The blame for the San Felipe mishap was hotly debated by the rival religious orders. The account of the friars who escaped martyrdom downplayed the statement by the pilot, while accusing the Jesuits of inaction, and worse, treachery. The Spaniards alleged that the Portuguese-sponsored Jesuits were the instigators of the incident as they urged Hideyoshi to seize the cargo, denounced the Spaniards as pirates and conquistadors, and insulted the Spanish king despite the fact that Portugal was under a personal union with Spain at the time. The Jesuits formally denied all these claims, instead pinning the blame on the Franciscan friars' recklessness in Japan that destroyed any previous goodwill Hideyoshi had shown: the pilot's slip-of-the-tongue only gave Hideyoshi an opportunity to act on his pre-existing suspicions. These debates and the exaggerated stories surrounding the San Felipe episode were spread across the Spanish colonial empire and resulted in much resentment against Portugal and the Jesuits.

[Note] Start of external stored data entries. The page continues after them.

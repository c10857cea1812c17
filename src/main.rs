use anyhow::{Context, Result};
use clap::Parser;
use engine_client::{Config, LogMarker};
use serde_json::Value;

/// engine-client - authenticated requests against the engine API
///
/// Requests are signed with Hawk credentials. The client logs in with the
/// given username and password when the engine rejects a request.
///
/// Examples:
///   engine-client get users/42
///   engine-client post users --data '{"name": "bob"}'
#[derive(Parser, Debug)]
#[command(author, version = engine_client::VERSION, about)]
struct Cli {
    #[command(subcommand)]
    command: Commands,

    /// Engine base URL
    #[arg(long, env = "ENGINE_HOST", value_name = "URL", global = true)]
    pub host: Option<String>,

    /// Username for the auth endpoint
    #[arg(long, short = 'u', env = "ENGINE_USERNAME", global = true)]
    pub username: Option<String>,

    /// Password for the auth endpoint
    #[arg(long, short = 'p', env = "ENGINE_PASSWORD", hide_env_values = true, global = true)]
    pub password: Option<String>,

    /// Text appended to the completion log line
    #[arg(long, global = true, conflicts_with = "quiet")]
    pub marker: Option<String>,

    /// Do not log the completion line
    #[arg(long, short = 'q', global = true)]
    pub quiet: bool,
}

#[derive(clap::Subcommand, Debug)]
enum Commands {
    /// GET a resource
    Get(PathArgs),
    /// DELETE a resource
    Delete(PathArgs),
    /// POST a JSON body
    Post(BodyArgs),
    /// PATCH a JSON body
    Patch(BodyArgs),
    /// PUT a JSON body
    Put(BodyArgs),
}

#[derive(clap::Args, Debug)]
pub struct PathArgs {
    /// Path relative to the engine host, e.g. "users/42"
    pub path: String,
}

#[derive(clap::Args, Debug)]
pub struct BodyArgs {
    /// Path relative to the engine host
    pub path: String,

    /// JSON request body
    #[arg(long, short = 'd', value_name = "JSON")]
    pub data: String,
}

impl Cli {
    fn config(&self) -> Result<Config> {
        let host = self
            .host
            .as_deref()
            .context("Engine host is required (--host or ENGINE_HOST)")?;
        Ok(Config::new(
            host,
            self.username.as_deref().unwrap_or_default(),
            self.password.as_deref().unwrap_or_default(),
        ))
    }

    fn log_marker(&self) -> LogMarker {
        if self.quiet {
            LogMarker::Suppress
        } else {
            LogMarker::from(self.marker.clone().unwrap_or_default())
        }
    }
}

fn parse_body(data: &str) -> Result<Value> {
    serde_json::from_str(data).with_context(|| format!("Invalid JSON body: {}", data))
}

#[tokio::main]
async fn main() -> Result<()> {
    env_logger::Builder::from_env(env_logger::Env::default().default_filter_or("info")).init();
    let cli = Cli::parse();
    let client = cli.config()?.build_client()?;
    let marker = cli.log_marker();

    let body = match &cli.command {
        Commands::Get(args) => client.get(&args.path, marker).await?,
        Commands::Delete(args) => client.delete(&args.path, marker).await?,
        Commands::Post(args) => {
            client
                .post(&args.path, parse_body(&args.data)?, marker)
                .await?
        }
        Commands::Patch(args) => {
            client
                .patch(&args.path, parse_body(&args.data)?, marker)
                .await?
        }
        Commands::Put(args) => client.put(&args.path, parse_body(&args.data)?, marker).await?,
    };

    println!("{}", serde_json::to_string_pretty(&body)?);
    Ok(())
}
use std::{
    process::Command,
    time::{SystemTime, UNIX_EPOCH},
};

fn main() {
    println!("cargo:rerun-if-changed=.git/HEAD");
    println!("cargo:rerun-if-changed=.git/index");

    let output = Command::new("git")
        .args(["describe", "--tags", "--always", "--dirty"])
        .output();

    let version = match output {
        Ok(o) if o.status.success() => {
            let git_output = String::from_utf8(o.stdout)
                .unwrap_or_default()
                .trim()
                .to_string();

            // "v1.0.0" -> "1.0.0"
            let version = git_output.strip_prefix('v').unwrap_or(&git_output);

            if version.ends_with("-dirty") || version.is_empty() {
                format!("{}-{}", version, timestamp())
            } else {
                version.to_string()
            }
        }
        // Not a git checkout: fall back to the manifest version
        _ => std::env::var("CARGO_PKG_VERSION").unwrap_or_else(|_| "0.0.0".to_string()),
    };

    println!("cargo:rustc-env=ENGINE_CLIENT_VERSION={}", version);
}

fn timestamp() -> u64 {
    SystemTime::now()
        .duration_since(UNIX_EPOCH)
        .map(|d| d.as_secs())
        .unwrap_or_default()
}
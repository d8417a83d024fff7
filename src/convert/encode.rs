//! Typed value to JSON.

use serde_json::{Map, Number, Value};

use super::value::{DynamicValue, TypedObject};
use crate::schema::RuntimeTypeData;

/// Whether null-valued properties are written.
#[derive(Debug, Clone, Copy, Default, PartialEq, Eq)]
pub enum NullHandling {
    #[default]
    Omit,
    Include,
}

impl NullHandling {
    pub fn from_include(include_nulls: bool) -> Self {
        if include_nulls { Self::Include } else { Self::Omit }
    }
}

/// Encode `value` against an optional descriptor.
///
/// A null value is a JSON null, never an empty object.
pub fn encode(
    value: &DynamicValue,
    descriptor: Option<&RuntimeTypeData>,
    nulls: NullHandling,
) -> Value {
    match value {
        DynamicValue::Null => Value::Null,
        DynamicValue::Bool(b) => Value::Bool(*b),
        DynamicValue::Integer(i) => Value::from(*i),
        DynamicValue::Unsigned(u) => Value::from(*u),
        DynamicValue::Number(n) => Number::from_f64(*n).map_or(Value::Null, Value::Number),
        DynamicValue::String(s) => Value::String(s.clone()),
        DynamicValue::Array(items) => {
            let element = descriptor.and_then(RuntimeTypeData::element_type);
            Value::Array(items.iter().map(|item| encode(item, element, nulls)).collect())
        }
        DynamicValue::Object(object) => Value::Object(encode_object(object, descriptor, nulls)),
    }
}

/// Encode a shaped value's properties.
///
/// Keys are the property names unless the descriptor renames them.
/// Properties marked `skip_serializing` are left out, as are nulls under
/// [`NullHandling::Omit`].
pub fn encode_object(
    object: &TypedObject,
    descriptor: Option<&RuntimeTypeData>,
    nulls: NullHandling,
) -> Map<String, Value> {
    let mut map = Map::new();
    for (name, value) in object.iter() {
        if value.is_null() && nulls == NullHandling::Omit {
            continue;
        }

        let property = descriptor.and_then(|d| d.property(name));
        if property.is_some_and(|p| p.skip_serializing) {
            continue;
        }

        let key = property
            .and_then(|p| p.json_name.as_deref())
            .unwrap_or(name);
        let nested = property.and_then(|p| p.type_data.as_ref());
        map.insert(key.to_string(), encode(value, nested, nulls));
    }
    map
}

#[cfg(test)]
mod tests {
    use super::*;
    use crate::convert::decode;
    use crate::schema::{ParameterData, TypeTag};
    use serde_json::json;

    fn renamed() -> RuntimeTypeData {
        RuntimeTypeData::new(TypeTag::shape("Sample"))
            .with_property(
                ParameterData::new("property")
                    .with_json_name("prop")
                    .with_tag(TypeTag::String),
            )
            .with_property(ParameterData::new("booleanproperty").with_tag(TypeTag::Boolean))
    }

    #[test]
    fn test_rename_round_trips_byte_for_byte() {
        let input = r#"{"prop":"test","booleanproperty":true}"#;
        let descriptor = renamed();

        let decoded = decode(&serde_json::from_str(input).unwrap(), Some(&descriptor));
        let object = decoded.as_object().unwrap();
        assert_eq!(object.get("property"), Some(&DynamicValue::from("test")));

        let encoded = encode(&decoded, Some(&descriptor), NullHandling::Omit);
        assert_eq!(serde_json::to_string(&encoded).unwrap(), input);
    }

    #[test]
    fn test_unsigned_beyond_i64_round_trips() {
        let wire = json!({"big": u64::MAX, "small": -3});
        let untyped = encode(&decode(&wire, None), None, NullHandling::Omit);
        assert_eq!(untyped, wire);
        assert_eq!(
            serde_json::to_string(&untyped).unwrap(),
            r#"{"big":18446744073709551615,"small":-3}"#
        );

        let counter = RuntimeTypeData::new(TypeTag::shape("Counter")).with_property(
            ParameterData::new("Total")
                .with_json_name("big")
                .with_tag(TypeTag::Integer),
        );
        let decoded = decode(&json!({"big": u64::MAX}), Some(&counter));
        assert_eq!(
            decoded.as_object().unwrap().get("Total"),
            Some(&DynamicValue::Unsigned(u64::MAX))
        );
        assert_eq!(
            encode(&decoded, Some(&counter), NullHandling::Omit),
            json!({"big": u64::MAX})
        );
    }

    #[test]
    fn test_nulls_omitted_unless_requested() {
        let object = TypedObject::new()
            .with("property", "x")
            .with("booleanproperty", DynamicValue::Null);
        let value = DynamicValue::Object(object);

        assert_eq!(
            encode(&value, Some(&renamed()), NullHandling::Omit),
            json!({"prop": "x"})
        );
        assert_eq!(
            encode(&value, Some(&renamed()), NullHandling::Include),
            json!({"prop": "x", "booleanproperty": null})
        );
    }

    #[test]
    fn test_null_value_is_json_null() {
        assert_eq!(
            encode(&DynamicValue::Null, Some(&renamed()), NullHandling::Omit),
            Value::Null
        );
    }

    #[test]
    fn test_skip_serializing_property() {
        let descriptor = renamed().with_property(ParameterData::new("Secret").skip_serializing());
        let value = DynamicValue::Object(
            TypedObject::new()
                .with("property", "x")
                .with("Secret", "hunter2"),
        );

        assert_eq!(
            encode(&value, Some(&descriptor), NullHandling::Omit),
            json!({"prop": "x"})
        );
    }

    #[test]
    fn test_nested_collection_renames() {
        let descriptor = RuntimeTypeData::new(TypeTag::shape("Page")).with_property(
            ParameterData::new("Values")
                .with_json_name("value")
                .with_type(RuntimeTypeData::array_of(renamed())),
        );
        let value = DynamicValue::Object(TypedObject::new().with(
            "Values",
            vec![
                DynamicValue::Object(TypedObject::new().with("property", "a")),
                DynamicValue::Object(TypedObject::new().with("booleanproperty", false)),
            ],
        ));

        assert_eq!(
            encode(&value, Some(&descriptor), NullHandling::Omit),
            json!({"value": [{"prop": "a"}, {"booleanproperty": false}]})
        );
    }

    #[test]
    fn test_unknown_property_uses_own_name() {
        let value = DynamicValue::Object(TypedObject::new().with("Unlisted", 3_i64));
        assert_eq!(
            encode(&value, Some(&renamed()), NullHandling::Omit),
            json!({"Unlisted": 3})
        );
    }
}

Along with the martyrdom of the 26 Christians, the San Felipe incident set off a new round of persecution against the Christians, in which 137 churches were demolished and the Jesuit missionaries were ordered to leave Japan in 1598. The Jesuits made a show of compliance by loading a Macau-bound carrack vessel with ordinary Portuguese in missionary wear, then continued to evangelize in Japan discreetly until Hideyoshi's death in 1598.

=== Hideyoshi’s alleged invasion plans for the Philippines ===
In February 1597, Martín de la Ascensión, one of the 26 martyrs executed, wrote to the Philippine governor, warning of his impending execution and Hideyoshi’s invasion plans. He noted, "(Hideyoshi) is preoccupied with the Koreans this year and cannot go to Luzon, but he intends to do so next year". Martín also described the invasion route: "He plans to occupy the Ryukyus and Taiwan, deploy troops to Cagayan, and, if God does not intervene, advance from there to Manila". The renewal of the Bateren Expulsion Edict reignited Spanish concerns in the Philippines about a potential invasion by Hideyoshi.